Markets

Daily Market Wire 2 December 2024

Lachstock Consulting December 2, 2024

Friday’s offshore wheat markets were a little easier.

The day ahead

Weather – Don’t mention the war. Massive falls with more on the way has slowed east coast harvest to a crawl. Narrabri through to Young had over 60mm over the weekend with more on the way. Globally it was pretty clear with the Black Sea set to get well below normal rainfall for the next 15 days. Argy getting more rainfall, bleeding into its winter crop areas.

Markets – Friday after Thanksgiving is always a pretty thin market, this year was no exception. Veg oil once again showed independent strength with palmoil adding MYR135/t, 3 percent on the day and 8pc over week earlier. AUD managed to claw its way above 0.6500 while crude finished 4.5pc lower on the week.
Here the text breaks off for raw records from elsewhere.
use chrono::DateTime;
use chrono::Duration;
use chrono::Utc;
use serde::Deserialize;
use serde::Serialize;

/// Registered JWT claims carried by every bearer token.
///
/// All fields are optional on the wire so that a correctly signed token
/// missing a claim still decodes; the caller decides what absence means.
#[derive(Debug, Clone, Default, Serialize, Deserialize, PartialEq, Eq)]
pub struct Claims {
    /// Subject (account email)
    #[serde(skip_serializing_if = "Option::is_none")]
    pub sub: Option<String>,

    /// Issued at (Unix timestamp)
    #[serde(skip_serializing_if = "Option::is_none")]
    pub iat: Option<i64>,

    /// Expiration time (Unix timestamp)
    #[serde(skip_serializing_if = "Option::is_none")]
    pub exp: Option<i64>,
}

impl Claims {
    /// Create new empty claims.
    pub fn new() -> Self {
        Self::default()
    }

    /// Create claims for `subject` issued at `now` and expiring after `ttl`.
    pub fn for_subject(subject: impl ToString, now: DateTime<Utc>, ttl: Duration) -> Self {
        Self {
            sub: Some(subject.to_string()),
            iat: Some(now.timestamp()),
            exp: Some((now + ttl).timestamp()),
        }
    }

    /// Set subject.
    pub fn with_subject(mut self, sub: impl ToString) -> Self {
        self.sub = Some(sub.to_string());
        self
    }

    /// Set issued at (Unix timestamp).
    pub fn with_issued_at(mut self, iat: i64) -> Self {
        self.iat = Some(iat);
        self
    }

    /// Set expiration (Unix timestamp).
    pub fn with_expiration(mut self, exp: i64) -> Self {
        self.exp = Some(exp);
        self
    }

    /// Check if token is expired.
    pub fn is_expired(&self, current_timestamp: i64) -> bool {
        self.exp.map_or(false, |exp| exp < current_timestamp)
    }
}

/// Verified contents of a token whose signature and expiry have been checked.
#[derive(Debug, Clone, PartialEq, Eq)]
pub struct TokenClaims {
    pub subject: String,
    pub issued_at: Option<DateTime<Utc>>,
    pub expires_at: Option<DateTime<Utc>>,
}
use std::sync::Arc;

use chrono::Duration;

use crate::clock::Clock;
use crate::jwt::JwtError;
use crate::jwt::TokenClaims;

/// Default freshness window measured from a token's issued-at.
pub const DEFAULT_FRESHNESS_WINDOW_SECONDS: i64 = 60;

/// Verdict of a freshness check on a token that parsed successfully.
#[derive(Debug, Clone, PartialEq, Eq)]
pub enum Freshness {
    Valid { subject: String },
    Expired,
}

impl Freshness {
    pub fn is_valid(&self) -> bool {
        matches!(self, Freshness::Valid { .. })
    }
}

/// Judges tokens stale once they are older than a fixed window.
///
/// The window is independent of, and normally much shorter than, the
/// token's own `exp` claim: a token can verify cryptographically and still
/// be reported as expired here.
pub struct FreshnessPolicy {
    window: Duration,
    clock: Arc<dyn Clock>,
}

impl FreshnessPolicy {
    pub fn new(window: Duration, clock: Arc<dyn Clock>) -> Self {
        Self { window, clock }
    }

    pub fn window(&self) -> Duration {
        self.window
    }

    /// Judge already verified claims.
    ///
    /// # Errors
    /// * `MissingClaim("iat")` - Token has no issued-at; never treated as fresh
    pub fn judge(&self, claims: &TokenClaims) -> Result<Freshness, JwtError> {
        let issued_at = claims
            .issued_at
            .ok_or_else(|| JwtError::MissingClaim("iat".to_string()))?;

        let age = self.clock.now() - issued_at;
        if age >= self.window {
            Ok(Freshness::Expired)
        } else {
            Ok(Freshness::Valid {
                subject: claims.subject.clone(),
            })
        }
    }
}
Australian day ahead – All weather access in NSW will be worth a dollar or three this week with consumers predictably nervous about spot deliveries. Protein and quality grain in general should find support this week, but it is going to be messy.

Offshore

Russia confirmed it expects export quotas for Feb-June of 11 million tonnes (Mt).

Indian domestic values eased significantly as the govt announced it will be releasing 2.5Mt of govt stocks to the local millers. 

Argentine chamber of exporters of oilseeds (CIARA) and cereals (CEC), CIARA-CEC president, Gustavo Idigoras, whose membership includes a bunch of Argentinian trade houses, has indicated that Argentina is close to closing a deal to sell wheat to China for the first time in decades. 

The guessing game on what the Donald Trump tariff regime would do to global trade continues. Bloomberg did its best to guesstimate what it could look like but flagged the fact it thought much of the talk so far is simply positioning the US for negotiations down the track. It extrapolated 3 tariff hikes which would eventually lead to US imports and exports of goods slipping from 21pc to 18pc of global trade.

Australia

A wet weekend prevailed across the eastern states. Significant rainfall recorded over the past week brought 50–100mm to most of Qld, NSW, and Victoria, spilling into the Murraylands and Lower Southeast of SA. Feed wheat prices have fallen as a result, with the spread to APW now around $70 in the Port Kembla PZ.  

Western Australian canola bids ended the week stronger on Friday, being bid at $810 fis, with GM at $695. Cereal bids remained unchanged, with wheat around $380 fis and barley $330.  

In the eastern states, canola bids were stronger to end the week, bid around $750, with a spread to GM of around $100. Wheat bids were slightly stronger, up around $3 to be bid at $345, while barley remained unchanged.  

Chickpea bids have seen renewed support over the past week. The delivered Brisbane bid was up by around $60–70, moving to about $910 from $845 delivered Brisbane.